Lábios que beijei 67


Zemaria Pinto
Janaína Janaína



Minha vida amorosa já entrava em declínio quando conheci a índia Janaína, plena de frescor, vivacidade e doçura. Janaína jamais me pediu nada e o pouco que lhe dei nada representava diante do que recebi. Éramos muito diferentes – ela, vegetariana, sensível, a delicadeza personificada, falando de arte e poesia; eu, que só aprendi a falar em dinheiro e tinha os sentidos ligados no imediato, emudecia e às vezes adormecia. Viajamos muito. Ela conhecia quadros, museus, lugares, tipos de vinhos, mesmo sem nunca ter estado ali antes – e falava muito sobre. Brigamos muito também: várias vezes nos separamos, quase sempre, por bobagem. Eu ia atrás dela, fazia promessas, e ela acabava voltando.

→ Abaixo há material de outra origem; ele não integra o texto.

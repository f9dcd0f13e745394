use async_graphql::*;
use uuid::Uuid;

use super::types::GqlObservation;
use crate::graphql::auth::middleware::require_admin;

#[derive(Enum, Clone, Copy, PartialEq, Eq)]
pub enum ReviewDecision {
    Approve,
    Reject,
}

#[derive(Default)]
pub struct ObservationMutation;

#[Object]
impl ObservationMutation {
    async fn review_observation(
        &self,
        ctx: &Context<'_>,
        id: Uuid,
        decision: ReviewDecision,
    ) -> Result<GqlObservation> {
        let decision_str = match decision {
            ReviewDecision::Approve => "approve",
            ReviewDecision::Reject => "reject",
        };
        tracing::info!(id = %id, decision = decision_str, "graphql.review_observation");
        require_admin(ctx)?;
        let pool = ctx.data_unchecked::<sqlx::PgPool>();

        // Verify observation exists and is pending
        let obs = rootsignal_domains::investigations::Observation::find_by_id(id, pool)
            .await
            .map_err(|e| Error::new(format!("Failed to find observation: {e}")))?
            .ok_or_else(|| Error::new("Observation not found"))?;

        if obs.review_status != "pending" {
            return Err(Error::new(format!(
                "Observation already reviewed (status: {})",
                obs.review_status
            )));
        }

        let status = match decision {
            ReviewDecision::Approve => "approved",
            ReviewDecision::Reject => "rejected",
        };

        let updated =
            rootsignal_domains::investigations::Observation::set_review_status(id, status, pool)
                .await
                .map_err(|e| Error::new(format!("Failed to update observation: {e}")))?;

        tracing::info!(id = %id, status = %status, "graphql.review_observation.ok");
        Ok(GqlObservation::from(updated))
    }
}
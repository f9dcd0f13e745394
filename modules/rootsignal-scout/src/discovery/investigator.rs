use std::sync::atomic::{AtomicBool, Ordering};
use std::sync::Arc;

use ai_client::claude::Claude;
use anyhow::Result;
use chrono::Utc;
use schemars::JsonSchema;
use serde::{de, Deserialize};
use tracing::{info, warn};
use uuid::Uuid;

use rootsignal_common::{ScoutScope, EvidenceNode};
use rootsignal_graph::{EvidenceSummary, GraphWriter, InvestigationTarget};

use crate::pipeline::traits::SignalStore;

use rootsignal_archive::Archive;

const MAX_SEARCH_QUERIES_PER_RUN: usize = 15;
const MAX_SIGNALS_INVESTIGATED: usize = 8;
const MAX_QUERIES_PER_SIGNAL: usize = 3;

pub struct Investigator<'a> {
    writer: &'a GraphWriter,
    store: &'a dyn SignalStore,
    archive: Arc<Archive>,
    claude: Claude,
    region: String,
    min_lat: f64,
    max_lat: f64,
    min_lng: f64,
    max_lng: f64,
    cancelled: Arc<AtomicBool>,
}

/// Stats from an investigation run.
#[derive(Debug, Default)]
pub struct InvestigationStats {
    pub targets_found: u32,
    pub targets_investigated: u32,
    pub targets_failed: u32,
    pub evidence_created: u32,
    pub search_queries_used: u32,
    pub confidence_adjustments: u32,
}

impl std::fmt::Display for InvestigationStats {
    fn fmt(&self, f: &mut std::fmt::Formatter<'_>) -> std::fmt::Result {
        write!(
            f,
            "Investigation: {} targets found, {} investigated, {} failed, {} evidence created, {} search queries, {} confidence adjustments",
            self.targets_found, self.targets_investigated, self.targets_failed,
            self.evidence_created, self.search_queries_used, self.confidence_adjustments,
        )
    }
}

// --- LLM structured output types ---

#[derive(Debug, Deserialize, JsonSchema)]
struct InvestigationQueries {
    queries: Vec<String>,
}

#[derive(Debug, Deserialize, JsonSchema)]
struct EvidenceEvaluation {
    #[serde(default, deserialize_with = "deserialize_evidence")]
    evidence: Vec<EvidenceItem>,
}

/// Handle LLM returning evidence as either a proper JSON array or a stringified JSON array.
fn deserialize_evidence<'de, D>(deserializer: D) -> std::result::Result<Vec<EvidenceItem>, D::Error>
where
    D: serde::Deserializer<'de>,
{
    let value = serde_json::Value::deserialize(deserializer)?;
    match value {
        serde_json::Value::Array(_) => serde_json::from_value(value).map_err(de::Error::custom),
        serde_json::Value::String(ref s) => serde_json::from_str(s).map_err(de::Error::custom),
        serde_json::Value::Null => Ok(Vec::new()),
        _ => Err(de::Error::custom(
            "evidence must be an array or JSON string",
        )),
    }
}

#[derive(Debug, Deserialize, JsonSchema)]
struct EvidenceItem {
    source_url: String,
    snippet: String,
    relevance: String,
    confidence: f64,
}

// --- Prompts ---

const QUERY_GENERATION_SYSTEM: &str = "\
You are an investigator for an intelligence system. \
Generate 1-3 targeted web search queries to verify/corroborate the signal. \
Focus on: official sources, org verification (501c3, registration), independent reporting, primary documents. \
Do NOT generate vague queries or queries returning the original source.";

const QUERY_GENERATION_SENSITIVE_SUFFIX: &str = "\
\n\nThis signal involves a sensitive topic. \
Limit queries to official organizational information (registration, public programs). \
Do NOT search for enforcement actions, legal cases, or individual names.";
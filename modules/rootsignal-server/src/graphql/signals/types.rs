use async_graphql::*;
use chrono::{DateTime, Utc};
use uuid::Uuid;

use crate::graphql::loaders::*;
use super::super::locations::types::GqlLocation;
use super::super::schedules::types::GqlSchedule;
use rootsignal_domains::signals::Signal;

#[derive(Enum, Copy, Clone, Eq, PartialEq)]
pub enum SignalType {
    Ask,
    Give,
    Event,
    Informative,
}

impl SignalType {
    pub fn as_str(&self) -> &'static str {
        match self {
            Self::Ask => "ask",
            Self::Give => "give",
            Self::Event => "event",
            Self::Informative => "informative",
        }
    }
}

#[derive(Enum, Copy, Clone, Eq, PartialEq)]
pub enum FlagType {
    WrongType,
    WrongEntity,
    Expired,
    Spam,
}

impl FlagType {
    pub fn as_str(&self) -> &'static str {
        match self {
            Self::WrongType => "wrong_type",
            Self::WrongEntity => "wrong_entity",
            Self::Expired => "expired",
            Self::Spam => "spam",
        }
    }
}

#[derive(SimpleObject, Clone)]
#[graphql(complex)]
pub struct GqlSignal {
    pub id: Uuid,
    pub signal_type: String,
    pub content: String,
    pub about: Option<String>,
    pub entity_id: Option<Uuid>,
    pub source_url: Option<String>,
    pub source_citation_url: Option<String>,
    pub confidence: f32,
    pub in_language: String,
    pub broadcasted_at: Option<DateTime<Utc>>,
    pub created_at: DateTime<Utc>,
    pub updated_at: DateTime<Utc>,
}

impl From<Signal> for GqlSignal {
    fn from(s: Signal) -> Self {
        Self {
            id: s.id,
            signal_type: s.signal_type,
            content: s.content,
            about: s.about,
            entity_id: s.entity_id,
            source_url: s.source_url,
            source_citation_url: s.source_citation_url,
            confidence: s.confidence,
            in_language: s.in_language,
            broadcasted_at: s.broadcasted_at,
            created_at: s.created_at,
            updated_at: s.updated_at,
        }
    }
}

#[ComplexObject]
impl GqlSignal {
    async fn locations(&self, ctx: &Context<'_>) -> Result<Vec<GqlLocation>> {
        let loader =
            ctx.data_unchecked::<async_graphql::dataloader::DataLoader<LocationsForLoader>>();
        let key = PolymorphicKey("signal".to_string(), self.id);
        Ok(loader.load_one(key).await?.unwrap_or_default())
    }

    async fn schedules(&self, ctx: &Context<'_>) -> Result<Vec<GqlSchedule>> {
        let loader =
            ctx.data_unchecked::<async_graphql::dataloader::DataLoader<SchedulesForLoader>>();
        let key = PolymorphicKey("signal".to_string(), self.id);
        Ok(loader.load_one(key).await?.unwrap_or_default())
    }
}

#[derive(SimpleObject, Clone)]
pub struct GqlSignalConnection {
    pub nodes: Vec<GqlSignal>,
    pub total_count: i64,
}
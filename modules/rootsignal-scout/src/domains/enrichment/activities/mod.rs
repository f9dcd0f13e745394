// Enrichment activities: actor extraction, location, quality, etc.

pub mod actor_extractor;
pub mod actor_location;
pub mod domain_filter;
pub mod link_promoter;
pub mod quality;
pub mod universe_check;

use std::collections::{HashMap, HashSet};

use chrono::Utc;
use tracing::{info, warn};
use uuid::Uuid;

use rootsignal_common::SourceNode;
use rootsignal_graph::{GraphClient, GraphStore};

use crate::domains::scheduling::activities::metrics::Metrics;
use crate::infra::embedder::TextEmbedder;
use crate::traits::SignalReader;

/// Run post-scrape enrichment: delete consumed pins, actor extraction, embeddings, metrics.
/// Returns enrichment events.
pub async fn enrich_scraped_signals(
    store: &dyn SignalReader,
    graph_client: &GraphClient,
    region: &rootsignal_common::ScoutScope,
    api_key: &str,
    embedder: &dyn TextEmbedder,
    consumed_pin_ids: &[Uuid],
) -> seesaw_core::Events {
    let graph = GraphStore::new(graph_client.clone());

    // Delete consumed pins
    if !consumed_pin_ids.is_empty() {
        match graph.delete_pins(consumed_pin_ids).await {
            Ok(()) => info!(count = consumed_pin_ids.len(), "Deleted consumed pins"),
            Err(e) => warn!(error = %e, "Failed to delete consumed pins"),
        }
    }

    // Actor extraction
    info!("=== Actor Extraction ===");
    let (min_lat, max_lat, min_lng, max_lng) = region.bounding_box();
    let (actor_stats, actor_events) =
        actor_extractor::run_actor_extraction(
            store,
            graph_client,
            api_key,
            min_lat,
            max_lat,
            min_lng,
            max_lng,
        )
        .await;
    info!("{actor_stats}");

    // Embedding enrichment
    info!("=== Embedding Enrichment ===");
    match rootsignal_graph::enrich_embeddings(graph_client, embedder, 50).await {
        Ok(stats) => info!("{stats}"),
        Err(e) => warn!(error = %e, "Embedding enrichment failed, continuing"),
    }

    // Metric enrichment
    info!("=== Metric Enrichment ===");
    match rootsignal_graph::enrich(
        graph_client,
        &[],
        0.3,
        min_lat,
        max_lat,
        min_lng,
        max_lng,
    )
    .await
    {
        Ok(stats) => info!(?stats, "Metric enrichment complete"),
        Err(e) => warn!(error = %e, "Metric enrichment failed, continuing"),
    }

    actor_events
}

/// Update source weights and cadence metrics.
pub async fn update_source_weights(
    graph: &GraphStore,
    region_name: &str,
    all_sources: &[SourceNode],
    source_signal_counts: &HashMap<String, u32>,
    query_api_errors: &HashSet<String>,
) -> seesaw_core::Events {
    let metrics = Metrics::new(graph, region_name);
    metrics
        .update_weights_and_cadence(all_sources, source_signal_counts, query_api_errors, Utc::now())
        .await
}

Sabedora do meu passado de amores tortuosos, dizia-se agradecida por me manter fiel a ela. Mas isso não era verdade: de vez em quando, eu ia ao centro de massagem, só para não perder o hábito, além de um ou outro caso ocasional ou nem tanto. Eu não podia achar que aquilo fosse para sempre. Janaína era uma dádiva, que, eu sabia, mais cedo ou mais tarde, iria perder de vez. Apesar da gangorra, tínhamos uma vida plena de alegria. Tomávamos vinho e dançávamos músicas de um tempo em que a mãe dela ainda nem havia nascido. E nos amávamos gostoso. Com o tempo, Janaína, amadurecida e senhora de seu prazer, já não pedia sexo como no início. Quando acontecia, ela se iluminava. Se não acontecesse, ela continuava com seu sorriso largo e seu jeito brando e delicado de ser. Na véspera do meu aniversário de 60 anos, nos amamos como não acontecia havia anos – e ela disse que aquele era o seu presente. Já ia alta a madrugada quando adormeci. Pela manhã, um bilhete na mesinha da sala, a tinta borrada, o perfume dela ainda no ar – e mais nada.